The appointment of an arbitrator may be challenged based on three grounds (art. 180 para 1 PILA and art. 367 CPC), namely, (i) if the appointed arbitrator does not have the qualification agreed upon by the parties, (ii) if the rules of arbitration agreed upon by the parties provide a ground for challenging the arbitrator, and (iii) if circumstances giving rise to reasonable doubts as to the arbitrator's independence exist.
A party that wishes to challenge an arbitrator it itself nominated, or in whose appointment it participated, may only do so on grounds that have come to its attention after the appointment. The grounds for challenge must be notified to the arbitral tribunal and the other party without delay.
In case the parties have not agreed on a procedure for challenging an arbitrator (including by means of referring to institutional rules of arbitration), the competent court at the seat of the arbitral tribunal shall take a final decision (art. 180 para 3 PILA).

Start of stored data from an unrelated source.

//! The engine façade: one call from raw data (or a data file) to a shaped
//! selection report.

use std::ops::Range;
use std::path::Path;

use anyhow::{ensure, Result};
use log::info;
use serde::{Deserialize, Serialize};
use stepwise_linalg::matrix::{population_moments, DataMatrix};

use crate::config::SelectionConfig;
use crate::model::{LinearQuadratic, RegressionModel};
use crate::reader;
use crate::selection::StepwiseSelector;
use crate::timed;
use crate::util::timing::Stopwatch;

/// Aggregate result of one selection run.
///
/// The per-step vectors all share the same length: the number of steps that
/// were executed and recorded.
#[derive(Clone, Debug, Default, Serialize, Deserialize)]
pub struct SelectionReport {
    pub selected_feature_indices: Vec<usize>,
    pub selected_feature_names: Vec<String>,
    pub target_name: String,
    pub final_r_square: f64,
    pub model_p_values: Vec<f64>,
    pub change_p_values: Vec<f64>,
    pub step_r_squares: Vec<f64>,
    pub step_timing_ms: Vec<f64>,
    pub terminated_early: bool,
    pub termination_reason: String,
    pub total_cases_loaded: usize,
    pub total_steps: usize,
    /// Final-model coefficients in the fixed design order; empty when the
    /// model has no coefficient representation.
    pub final_coefficients: Vec<f64>,
    pub total_elapsed_ms: f64,
}

impl SelectionReport {
    pub fn to_json(&self) -> Result<String> {
        Ok(serde_json::to_string_pretty(self)?)
    }
}

/// Enhanced stepwise selection over a pluggable model.
pub struct EnhancedStepwise {
    config: SelectionConfig,
    template: Box<dyn RegressionModel>,
}

impl EnhancedStepwise {
    pub fn new(template: Box<dyn RegressionModel>, config: SelectionConfig) -> Self {
        Self { config, template }
    }

    /// The default engine: the linear-quadratic model.
    pub fn with_default_model(config: SelectionConfig) -> Self {
        Self::new(Box::new(LinearQuadratic::new()), config)
    }

    pub fn config(&self) -> &SelectionConfig {
        &self.config
    }

    /// Runs selection on in-memory data. Predictor columns and the target
    /// are standardized in place (population moments) before the search; a
    /// zero-variance target is an error.
    pub fn run_on_data(
        &self,
        mut x: DataMatrix,
        mut y: Vec<f64>,
        feature_names: Vec<String>,
        target_name: &str,
    ) -> Result<SelectionReport> {
        let watch = Stopwatch::start();
        ensure!(x.rows() > 0 && x.cols() > 0, "empty data matrix");
        ensure!(
            y.len() == x.rows(),
            "target has {} rows but the matrix has {}",
            y.len(),
            x.rows()
        );
        x.set_column_names(feature_names)?;

        timed!("standardizing inputs", {
            for col in 0..x.cols() {
                x.standardize_column(col);
            }
            let (mean, std_dev) = population_moments(&y);
            ensure!(std_dev > 0.0, "target has zero variance");
            for value in &mut y {
                *value = (*value - mean) / std_dev;
            }
        });

        let selector = StepwiseSelector::new(self.template.clone_unfitted(), self.config.clone())?;
        let outcome = selector.select(&x, &y)?;

        let mut report = SelectionReport {
            target_name: target_name.to_string(),
            total_cases_loaded: x.rows(),
            total_steps: outcome.steps.len(),
            terminated_early: outcome.terminated_early,
            termination_reason: outcome.termination_reason,
            ..Default::default()
        };
        for step in &outcome.steps {
            report.model_p_values.push(step.model_p_value);
            report.change_p_values.push(step.change_p_value);
            report.step_r_squares.push(step.performance);
            report.step_timing_ms.push(step.elapsed_ms);
        }

        if let Some(winner) = &outcome.final_feature_set {
            report.selected_feature_indices = winner.indices.clone();
            report.final_r_square = winner.cv_score;
            report.selected_feature_names = winner
                .indices
                .iter()
                .map(|&idx| x.column_name(idx))
                .collect();
            if self.template.has_coefficients() && !winner.indices.is_empty() {
                let mut model = self.template.clone_unfitted();
                report.final_coefficients = timed!(
                    "final coefficient fit",
                    model.coefficients(&x, &y, &winner.indices)?
                );
            }
        }

        report.total_elapsed_ms = watch.elapsed_ms();
        Ok(report)
    }

    /// Runs selection on a whitespace-separated data file, slicing an
    /// optional half-open record range, then falls through to
    /// [`EnhancedStepwise::run_on_data`].
    pub fn run_from_file(
        &self,
        path: &Path,
        feature_names: &[String],
        target_name: &str,
        rows: Option<Range<usize>>,
    ) -> Result<SelectionReport> {
        info!("Loading data from: {}", path.display());
        if let Some(range) = &rows {
            info!("Using record range: {}..{}", range.start, range.end);
        }
        let loaded = reader::load_table(path, feature_names, target_name, rows)?;
        info!(
            "Loaded {} cases with {} features ({} rows skipped)",
            loaded.n_cases_loaded,
            loaded.features.cols(),
            loaded.n_cases_skipped
        );
        self.run_on_data(
            loaded.features,
            loaded.target,
            feature_names.to_vec(),
            target_name,
        )
    }
}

We noted no noticeable increase in the number of challenges.
UAE - Federal
Article 15 of the UAE Arbitration Law and the DIAC Rules (Article 13) both provide for the challenging of an arbitrator’s position.
Article 14 of the UAE Arbitration Law provides that an arbitrator may be recused, ‘in circumstances which are likely to give rise to serious doubts regarding his impartibility or independence’.
Article 15 of the UAE Arbitration Law requires that a party intending to recuse an arbitrator must write to the Arbitral Tribunal within 15 days of becoming aware of:
‘the arbitrator’s appointment’ (Article 15(1)); or
the grounds for the recusing the arbitrator (Article 15(1)).
This written statement should set out the grounds for the arbitrator’s recusal.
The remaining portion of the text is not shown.